**Data records:**
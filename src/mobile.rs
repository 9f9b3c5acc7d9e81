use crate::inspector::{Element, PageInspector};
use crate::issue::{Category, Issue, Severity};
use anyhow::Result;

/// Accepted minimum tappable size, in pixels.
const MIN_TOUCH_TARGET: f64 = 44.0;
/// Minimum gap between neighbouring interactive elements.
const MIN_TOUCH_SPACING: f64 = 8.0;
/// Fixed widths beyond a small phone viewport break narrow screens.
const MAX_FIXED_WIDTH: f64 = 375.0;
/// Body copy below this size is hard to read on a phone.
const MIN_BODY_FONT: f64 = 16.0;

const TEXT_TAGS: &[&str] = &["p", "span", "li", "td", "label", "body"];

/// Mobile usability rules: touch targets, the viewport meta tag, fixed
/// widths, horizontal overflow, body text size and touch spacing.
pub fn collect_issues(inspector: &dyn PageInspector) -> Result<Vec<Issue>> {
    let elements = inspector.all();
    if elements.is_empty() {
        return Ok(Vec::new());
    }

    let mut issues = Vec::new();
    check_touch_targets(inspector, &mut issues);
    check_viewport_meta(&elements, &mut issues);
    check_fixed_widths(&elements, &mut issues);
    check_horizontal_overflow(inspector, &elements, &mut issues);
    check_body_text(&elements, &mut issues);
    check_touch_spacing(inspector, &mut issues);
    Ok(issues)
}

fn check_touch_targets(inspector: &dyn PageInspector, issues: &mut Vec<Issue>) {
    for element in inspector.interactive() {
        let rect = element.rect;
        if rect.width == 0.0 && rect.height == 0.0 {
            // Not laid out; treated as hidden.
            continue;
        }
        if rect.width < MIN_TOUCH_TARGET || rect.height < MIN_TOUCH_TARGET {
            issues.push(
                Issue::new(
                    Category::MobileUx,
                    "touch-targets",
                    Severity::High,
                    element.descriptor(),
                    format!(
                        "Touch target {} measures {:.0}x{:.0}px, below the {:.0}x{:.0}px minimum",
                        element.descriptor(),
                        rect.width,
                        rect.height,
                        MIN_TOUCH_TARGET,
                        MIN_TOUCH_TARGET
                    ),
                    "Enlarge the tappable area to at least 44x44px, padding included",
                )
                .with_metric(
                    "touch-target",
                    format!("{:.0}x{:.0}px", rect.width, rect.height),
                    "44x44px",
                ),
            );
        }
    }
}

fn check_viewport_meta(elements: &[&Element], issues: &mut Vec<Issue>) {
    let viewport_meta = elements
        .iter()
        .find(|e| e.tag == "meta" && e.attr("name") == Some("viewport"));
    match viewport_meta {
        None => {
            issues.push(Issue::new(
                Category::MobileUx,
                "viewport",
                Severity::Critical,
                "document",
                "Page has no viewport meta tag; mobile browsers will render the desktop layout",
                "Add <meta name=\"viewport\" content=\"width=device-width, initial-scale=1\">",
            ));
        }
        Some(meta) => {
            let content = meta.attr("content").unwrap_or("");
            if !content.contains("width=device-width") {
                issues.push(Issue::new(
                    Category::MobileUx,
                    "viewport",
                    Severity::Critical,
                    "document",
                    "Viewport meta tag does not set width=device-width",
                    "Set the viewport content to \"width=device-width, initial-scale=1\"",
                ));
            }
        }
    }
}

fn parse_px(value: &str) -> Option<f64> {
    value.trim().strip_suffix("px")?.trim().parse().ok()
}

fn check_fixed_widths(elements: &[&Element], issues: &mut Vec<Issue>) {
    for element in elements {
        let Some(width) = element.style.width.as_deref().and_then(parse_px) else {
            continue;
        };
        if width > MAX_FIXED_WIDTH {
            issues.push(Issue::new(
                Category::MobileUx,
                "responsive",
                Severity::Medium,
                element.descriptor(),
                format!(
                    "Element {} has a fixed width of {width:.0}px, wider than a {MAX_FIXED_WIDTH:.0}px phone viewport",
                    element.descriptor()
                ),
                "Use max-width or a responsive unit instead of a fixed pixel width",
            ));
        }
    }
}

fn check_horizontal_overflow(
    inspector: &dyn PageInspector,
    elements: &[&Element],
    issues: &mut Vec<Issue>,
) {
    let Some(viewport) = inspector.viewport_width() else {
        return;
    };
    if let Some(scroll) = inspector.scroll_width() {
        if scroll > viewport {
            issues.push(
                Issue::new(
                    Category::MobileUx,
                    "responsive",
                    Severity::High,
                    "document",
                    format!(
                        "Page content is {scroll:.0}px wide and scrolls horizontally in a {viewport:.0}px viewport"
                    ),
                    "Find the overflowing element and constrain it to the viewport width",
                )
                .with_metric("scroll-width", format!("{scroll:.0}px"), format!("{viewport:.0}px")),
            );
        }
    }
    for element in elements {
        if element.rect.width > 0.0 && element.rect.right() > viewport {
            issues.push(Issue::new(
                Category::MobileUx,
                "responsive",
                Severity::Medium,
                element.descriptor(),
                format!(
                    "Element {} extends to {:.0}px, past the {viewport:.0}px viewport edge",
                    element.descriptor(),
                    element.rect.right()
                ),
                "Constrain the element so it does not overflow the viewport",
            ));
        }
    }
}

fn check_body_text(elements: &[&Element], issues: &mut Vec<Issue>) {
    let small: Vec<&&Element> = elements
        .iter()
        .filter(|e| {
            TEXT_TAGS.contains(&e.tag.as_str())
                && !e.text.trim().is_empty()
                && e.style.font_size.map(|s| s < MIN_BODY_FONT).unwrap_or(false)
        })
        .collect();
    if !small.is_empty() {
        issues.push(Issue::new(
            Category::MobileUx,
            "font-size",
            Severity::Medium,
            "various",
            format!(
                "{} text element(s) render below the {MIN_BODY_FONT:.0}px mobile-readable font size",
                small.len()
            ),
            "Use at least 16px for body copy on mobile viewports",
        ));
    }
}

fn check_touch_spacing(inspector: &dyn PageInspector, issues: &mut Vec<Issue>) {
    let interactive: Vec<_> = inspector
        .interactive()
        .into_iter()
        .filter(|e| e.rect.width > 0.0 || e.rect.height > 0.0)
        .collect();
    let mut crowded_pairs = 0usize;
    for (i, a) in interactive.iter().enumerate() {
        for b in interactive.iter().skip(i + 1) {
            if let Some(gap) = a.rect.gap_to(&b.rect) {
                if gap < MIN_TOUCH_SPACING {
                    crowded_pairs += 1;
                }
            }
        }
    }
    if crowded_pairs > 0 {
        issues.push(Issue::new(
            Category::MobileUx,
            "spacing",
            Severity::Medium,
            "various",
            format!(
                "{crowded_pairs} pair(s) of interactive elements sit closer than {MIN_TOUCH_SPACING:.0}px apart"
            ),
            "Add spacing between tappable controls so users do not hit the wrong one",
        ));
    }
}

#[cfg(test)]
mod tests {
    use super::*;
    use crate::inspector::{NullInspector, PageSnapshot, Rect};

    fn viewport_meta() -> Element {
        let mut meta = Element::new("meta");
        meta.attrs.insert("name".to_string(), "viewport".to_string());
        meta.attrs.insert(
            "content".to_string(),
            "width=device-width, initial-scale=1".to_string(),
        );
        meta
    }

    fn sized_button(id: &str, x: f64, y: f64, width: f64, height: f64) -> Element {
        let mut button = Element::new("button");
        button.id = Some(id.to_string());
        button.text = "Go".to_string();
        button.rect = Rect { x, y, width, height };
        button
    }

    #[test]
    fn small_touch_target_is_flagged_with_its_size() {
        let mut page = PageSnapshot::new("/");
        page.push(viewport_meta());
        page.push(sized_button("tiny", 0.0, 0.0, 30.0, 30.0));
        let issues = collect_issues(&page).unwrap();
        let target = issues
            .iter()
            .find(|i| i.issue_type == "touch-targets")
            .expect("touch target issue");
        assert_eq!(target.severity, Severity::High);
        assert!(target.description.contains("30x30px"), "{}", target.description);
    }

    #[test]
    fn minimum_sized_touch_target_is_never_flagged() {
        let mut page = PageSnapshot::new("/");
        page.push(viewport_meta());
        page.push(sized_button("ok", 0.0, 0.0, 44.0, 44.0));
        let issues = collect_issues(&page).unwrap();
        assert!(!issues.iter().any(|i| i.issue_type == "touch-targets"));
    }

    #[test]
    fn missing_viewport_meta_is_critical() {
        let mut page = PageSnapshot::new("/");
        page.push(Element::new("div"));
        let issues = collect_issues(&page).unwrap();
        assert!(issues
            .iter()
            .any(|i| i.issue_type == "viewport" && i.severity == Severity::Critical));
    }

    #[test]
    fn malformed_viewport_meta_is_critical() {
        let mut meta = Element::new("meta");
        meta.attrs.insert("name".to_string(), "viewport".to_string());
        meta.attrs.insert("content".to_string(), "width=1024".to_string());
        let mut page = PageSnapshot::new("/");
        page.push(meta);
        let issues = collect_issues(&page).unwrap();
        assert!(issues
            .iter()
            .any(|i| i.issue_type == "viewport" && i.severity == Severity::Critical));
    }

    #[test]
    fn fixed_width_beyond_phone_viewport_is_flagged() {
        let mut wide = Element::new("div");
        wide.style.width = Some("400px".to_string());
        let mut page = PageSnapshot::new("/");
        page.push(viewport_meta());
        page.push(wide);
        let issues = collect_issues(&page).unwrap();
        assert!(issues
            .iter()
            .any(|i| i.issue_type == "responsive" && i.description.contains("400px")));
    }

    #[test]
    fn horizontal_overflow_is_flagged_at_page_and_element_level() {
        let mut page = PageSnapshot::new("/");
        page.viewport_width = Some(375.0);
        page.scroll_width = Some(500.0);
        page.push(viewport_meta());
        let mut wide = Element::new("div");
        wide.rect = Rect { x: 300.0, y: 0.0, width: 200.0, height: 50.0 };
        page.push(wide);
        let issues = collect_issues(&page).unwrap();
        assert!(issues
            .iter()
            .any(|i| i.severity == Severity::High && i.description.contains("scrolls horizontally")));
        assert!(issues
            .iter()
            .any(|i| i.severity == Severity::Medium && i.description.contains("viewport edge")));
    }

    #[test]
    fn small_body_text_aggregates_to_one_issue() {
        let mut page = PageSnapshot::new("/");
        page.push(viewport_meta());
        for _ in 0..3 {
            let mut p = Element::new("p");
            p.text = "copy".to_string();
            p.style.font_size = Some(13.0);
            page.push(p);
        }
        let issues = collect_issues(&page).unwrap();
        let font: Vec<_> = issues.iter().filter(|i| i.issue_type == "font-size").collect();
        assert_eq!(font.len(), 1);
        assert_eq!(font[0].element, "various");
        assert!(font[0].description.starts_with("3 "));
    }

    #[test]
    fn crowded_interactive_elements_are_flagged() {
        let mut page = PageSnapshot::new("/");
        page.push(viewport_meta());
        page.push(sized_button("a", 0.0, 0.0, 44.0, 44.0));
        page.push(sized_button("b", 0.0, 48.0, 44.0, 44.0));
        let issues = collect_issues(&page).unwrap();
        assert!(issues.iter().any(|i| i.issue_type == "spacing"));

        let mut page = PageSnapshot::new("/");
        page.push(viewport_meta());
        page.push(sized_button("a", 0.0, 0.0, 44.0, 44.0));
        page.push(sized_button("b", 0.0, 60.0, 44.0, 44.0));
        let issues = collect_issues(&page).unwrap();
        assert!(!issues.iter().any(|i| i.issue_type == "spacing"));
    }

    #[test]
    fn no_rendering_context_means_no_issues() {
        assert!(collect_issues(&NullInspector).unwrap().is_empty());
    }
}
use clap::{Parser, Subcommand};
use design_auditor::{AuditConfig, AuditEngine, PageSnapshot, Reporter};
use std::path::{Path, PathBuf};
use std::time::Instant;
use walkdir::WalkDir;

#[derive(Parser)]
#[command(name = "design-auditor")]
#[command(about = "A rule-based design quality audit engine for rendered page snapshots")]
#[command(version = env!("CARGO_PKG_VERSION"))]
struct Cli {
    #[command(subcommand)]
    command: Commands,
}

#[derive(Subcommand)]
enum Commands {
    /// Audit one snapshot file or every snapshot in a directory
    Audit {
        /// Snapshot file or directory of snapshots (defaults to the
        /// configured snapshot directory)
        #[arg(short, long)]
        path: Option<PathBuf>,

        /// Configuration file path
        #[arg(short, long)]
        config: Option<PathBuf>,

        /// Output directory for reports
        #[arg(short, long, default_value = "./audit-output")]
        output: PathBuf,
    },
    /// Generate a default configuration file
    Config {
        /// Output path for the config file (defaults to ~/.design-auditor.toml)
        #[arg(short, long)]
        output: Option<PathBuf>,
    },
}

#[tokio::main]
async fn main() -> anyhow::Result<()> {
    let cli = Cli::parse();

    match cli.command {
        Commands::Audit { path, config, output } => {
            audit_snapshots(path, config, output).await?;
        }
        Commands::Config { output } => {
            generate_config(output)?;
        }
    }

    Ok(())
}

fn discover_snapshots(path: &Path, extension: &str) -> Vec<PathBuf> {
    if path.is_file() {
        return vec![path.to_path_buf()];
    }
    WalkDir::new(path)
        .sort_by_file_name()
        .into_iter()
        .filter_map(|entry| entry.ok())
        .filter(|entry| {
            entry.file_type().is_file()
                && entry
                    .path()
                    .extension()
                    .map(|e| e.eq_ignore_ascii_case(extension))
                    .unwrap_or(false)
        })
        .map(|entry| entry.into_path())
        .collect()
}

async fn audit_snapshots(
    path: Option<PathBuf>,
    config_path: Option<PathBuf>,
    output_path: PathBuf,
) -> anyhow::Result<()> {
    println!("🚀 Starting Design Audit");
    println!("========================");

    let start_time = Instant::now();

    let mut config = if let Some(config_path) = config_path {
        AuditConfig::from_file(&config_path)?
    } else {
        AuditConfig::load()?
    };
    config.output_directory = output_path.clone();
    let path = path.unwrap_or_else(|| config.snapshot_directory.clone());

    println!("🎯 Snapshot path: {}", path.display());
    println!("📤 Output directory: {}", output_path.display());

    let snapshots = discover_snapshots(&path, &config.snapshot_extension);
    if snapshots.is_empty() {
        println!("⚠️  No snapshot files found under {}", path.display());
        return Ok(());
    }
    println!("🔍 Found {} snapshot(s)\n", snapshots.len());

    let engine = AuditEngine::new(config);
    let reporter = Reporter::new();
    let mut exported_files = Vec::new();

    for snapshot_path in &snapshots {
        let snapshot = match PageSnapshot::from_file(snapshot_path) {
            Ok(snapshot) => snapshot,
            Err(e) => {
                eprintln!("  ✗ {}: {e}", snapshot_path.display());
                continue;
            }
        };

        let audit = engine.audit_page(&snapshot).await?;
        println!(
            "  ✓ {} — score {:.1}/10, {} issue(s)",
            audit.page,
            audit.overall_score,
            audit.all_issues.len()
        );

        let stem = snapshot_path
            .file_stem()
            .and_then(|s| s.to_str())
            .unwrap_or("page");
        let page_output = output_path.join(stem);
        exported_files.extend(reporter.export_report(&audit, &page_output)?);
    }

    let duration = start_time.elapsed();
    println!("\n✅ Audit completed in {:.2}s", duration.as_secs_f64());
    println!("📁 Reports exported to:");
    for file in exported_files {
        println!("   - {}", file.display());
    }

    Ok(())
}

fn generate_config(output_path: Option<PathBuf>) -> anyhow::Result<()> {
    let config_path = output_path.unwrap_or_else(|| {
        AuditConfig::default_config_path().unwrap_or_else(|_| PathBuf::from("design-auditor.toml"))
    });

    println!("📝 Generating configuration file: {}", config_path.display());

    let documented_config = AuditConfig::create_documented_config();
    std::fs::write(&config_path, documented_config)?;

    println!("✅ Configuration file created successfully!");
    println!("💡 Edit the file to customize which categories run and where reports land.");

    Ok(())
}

**Task objective:**
Look through the records for the string "height". Copy every line that has it.

**Task solution:**
        if rect.width == 0.0 && rect.height == 0.0 {
        if rect.width < MIN_TOUCH_TARGET || rect.height < MIN_TOUCH_TARGET {
                        rect.height,
                    format!("{:.0}x{:.0}px", rect.width, rect.height),
        .filter(|e| e.rect.width > 0.0 || e.rect.height > 0.0)
    fn sized_button(id: &str, x: f64, y: f64, width: f64, height: f64) -> Element {
        button.rect = Rect { x, y, width, height };
        wide.rect = Rect { x: 300.0, y: 0.0, width: 200.0, height: 50.0 };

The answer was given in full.